I mean even when I was playing indoors on a computer game that details the adventures of manifest destiny, I had cyber-lives in my hands and they were being brutally taken away.  Actually I would get more upset when one of the oxen died than when Pete did.  He always kind of a prick anyways, eating all of the fresh vegetables, farting in the covered wagon and not taking responsibility for it, etc.  There was only one way to remedy this situation:  I had to go hunting.


Hunting in The Oregon Trail was easily the best part of the game where you could shoot bears, buffalo, squirrels, rabbits, chipmunks, people, and maybe the occasional sasquatch.  The satisfying thing wasn’t that you got provide food for your family and they could live another day, but it was satisfying because you were shooting things; you were a bad ass.  Hunting was so satisfying that you would keep shooting and stop only when forced, furiously clicking that mouse at anything that moved until you had accrued 2,000 pounds of meat, but were only able to use 40 of it.  And people wonder why certain animals become extinct. 


For those of you who were overprotected as children, you weren’t allowed violent videogames, violent movies, violent conflict resolution, violent thoughts, or even violent utensils.  You weren’t allowed to have Doom, one of the most violently outstanding videogames ever, so shooting a buffalo moving 2 mph was the next best thing.  If you read the post about Mortal Kombat, I would imagine you will realize violence was not the problem.  You can read that here.

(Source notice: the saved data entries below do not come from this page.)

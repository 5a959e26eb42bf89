//! Core traits for generic minimax search.

use std::fmt::Debug;

/// Score of a position. Higher scores favor the maximizing player.
///
/// `Score::MIN` and `Score::MAX` stand in for negative and positive infinity,
/// so game scores must lie strictly between them.
pub type Score = i16;

/// A two-player, perfect-information, zero-sum game the searcher can play.
///
/// Every operation is pure: states are snapshots, and applying a move yields a
/// new state rather than editing the one passed in.
pub trait Game {
    type State: Clone + Debug;
    type Move: Clone + PartialEq + Debug;
    type MoveList: MoveCollection<Self::Move>;
    type Error: Debug;

    /// Returns true if no further play is possible (a win or a draw).
    fn is_terminal(&self, state: &Self::State) -> bool;

    /// Scores the given state from the maximizing player's perspective.
    /// Non-terminal states reached at a depth cutoff should score 0.
    fn evaluate(&self, state: &Self::State) -> Score;

    /// Generates all legal moves for the side to move. The order is the
    /// tie-break priority: the first move reaching the best score is chosen.
    fn legal_moves(&self, state: &Self::State) -> Self::MoveList;

    /// Applies a legal move, returning the resulting state.
    fn apply_move(
        &self,
        state: &Self::State,
        game_move: &Self::Move,
    ) -> Result<Self::State, Self::Error>;
}

/// Abstraction over move collections (Vec, SmallVec, etc.)
pub trait MoveCollection<M>: AsRef<[M]> + AsMut<[M]> {
    #[inline]
    fn is_empty(&self) -> bool {
        self.as_ref().is_empty()
    }

    #[inline]
    fn len(&self) -> usize {
        self.as_ref().len()
    }
}

impl<M> MoveCollection<M> for Vec<M> {}

impl<A: smallvec::Array> MoveCollection<A::Item> for smallvec::SmallVec<A> {}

Now I enjoyed hunting, but I also feared the outdoors as well.  This is not to say that I didn’t go outside most days and play tag or hide and go seek or freeze tag, or indigenous holocaust.  I was like every young child in the mid nineties, but The Oregon Trail reminded me of the power that the wilderness has to completely kick the shit out of us, break our axels and give us cholera.  I would imagine it is this same feeling that the Romantic poets had when they looked out onto the sea and remarked on how sublime it was.  Listen, I get it.  Television destroys your brain, but it is so much fun, parents.  I think there is a healthy medium between letting your child get lost in a wonderful story while encouraging them to enjoy nature’s splendor.  It is terribly important to remind them that only poor people get dysentery anymore so that their cushy, middle class lives are safe from that.  It is also important to remind children that there are no wagon robbers anymore.  People don’t just take things from you anymore and there is nothing you can do about it.  That’s the government’s job.


Go outside, but also enjoy a nice story on television and most importantly, be careful of rattle snakes.